Sorry, meant to say Verisign contributes to 'security threat' education

Comment Operator of the dot-com registry, Verisign, has decided to pay DNS overseer ICANN $4m a year for the next five years in order to “educate the wider ICANN community about security threats.”

Even though the generous $20m donation has nothing to do with ICANN signing off on an extension of the dot-com contract until 2024, the “binding letter of intent” [PDF] stating the exact amount of funding will be appended to the registry agreement that Verisign has with ICANN to run the dot-com registry.

That extension lifts a price freeze put in place several years ago and will allow Verisign to increase prices by seven per cent a year.

It’s an increase that we calculated was worth $993m and which the stock market appeared to agree with when it raised the company’s share price by 16 per cent when the agreement was first flagged in November 2018.

No doubt ICANN’s lawyers are concerned that extracting $20m to sign a piece of paper worth $1bn to its recipient could be viewed negatively, perhaps by the cynical as a sign that it is a corrupt organization that is using its control of a critical market to feather its own nest. But that’s clearly not the case because, as ICANN makes plain, it would have approved the agreement anyway.

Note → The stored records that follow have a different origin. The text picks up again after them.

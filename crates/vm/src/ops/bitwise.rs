//! Bitwise opcodes and the structural EQUAL.

use super::{DecodedOp, OpArgs, OpOutput};
use crate::execution_context::ExecutionContext;
use crate::execution_engine::ExecutionEngine;
use crate::op_code::OpCode;
use crate::stack_item::StackItem;
use crate::{VmError, VmResult};
use num_bigint::BigInt;

pub(super) fn decode(op: OpCode) -> VmResult<DecodedOp> {
    Ok(match op {
        OpCode::INVERT => DecodedOp::simple(op, 1, 1, invert),
        OpCode::AND => DecodedOp::simple(op, 2, 1, and),
        OpCode::OR => DecodedOp::simple(op, 2, 1, or),
        OpCode::XOR => DecodedOp::simple(op, 2, 1, xor),
        OpCode::EQUAL => DecodedOp::simple(op, 2, 1, equal),
        other => {
            return Err(VmError::UnknownOpCode {
                opcode: other.as_byte(),
            })
        }
    })
}

fn invert(
    _engine: &mut ExecutionEngine,
    _ctx: &mut ExecutionContext,
    args: OpArgs,
) -> VmResult<OpOutput> {
    let value = args.main[0].as_bigint()?;
    // Two's-complement inversion.
    Ok(OpOutput::one(StackItem::Integer(-value - BigInt::from(1))))
}

fn binary_op(
    args: &OpArgs,
    op: impl FnOnce(BigInt, BigInt) -> BigInt,
) -> VmResult<OpOutput> {
    let b = args.main[0].as_bigint()?;
    let a = args.main[1].as_bigint()?;
    Ok(OpOutput::one(StackItem::Integer(op(a, b))))
}

fn and(
    _engine: &mut ExecutionEngine,
    _ctx: &mut ExecutionContext,
    args: OpArgs,
) -> VmResult<OpOutput> {
    binary_op(&args, |a, b| a & b)
}

fn or(
    _engine: &mut ExecutionEngine,
    _ctx: &mut ExecutionContext,
    args: OpArgs,
) -> VmResult<OpOutput> {
    binary_op(&args, |a, b| a | b)
}

fn xor(
    _engine: &mut ExecutionEngine,
    _ctx: &mut ExecutionContext,
    args: OpArgs,
) -> VmResult<OpOutput> {
    binary_op(&args, |a, b| a ^ b)
}

fn equal(
    _engine: &mut ExecutionEngine,
    _ctx: &mut ExecutionContext,
    args: OpArgs,
) -> VmResult<OpOutput> {
    Ok(OpOutput::one(StackItem::Boolean(
        args.main[0].equals(&args.main[1]),
    )))
}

“ICANN org is not a price regulator and will defer to the expertise of relevant competition authorities. As such, ICANN has long-deferred to the DOC and the United States Department of Justice (DOJ) for the regulation of pricing for .COM registry services,” the organization notes in a public comment period on the proposed agreement.

US government interference

It was the US Department of Commerce’s National Telecommunications and Information Administration (NTIA) that announced it had extended Verisign's contract to run the ubiquitous internet registry until 2024 and had decided to lift a price freeze imposed by the Obama Administration.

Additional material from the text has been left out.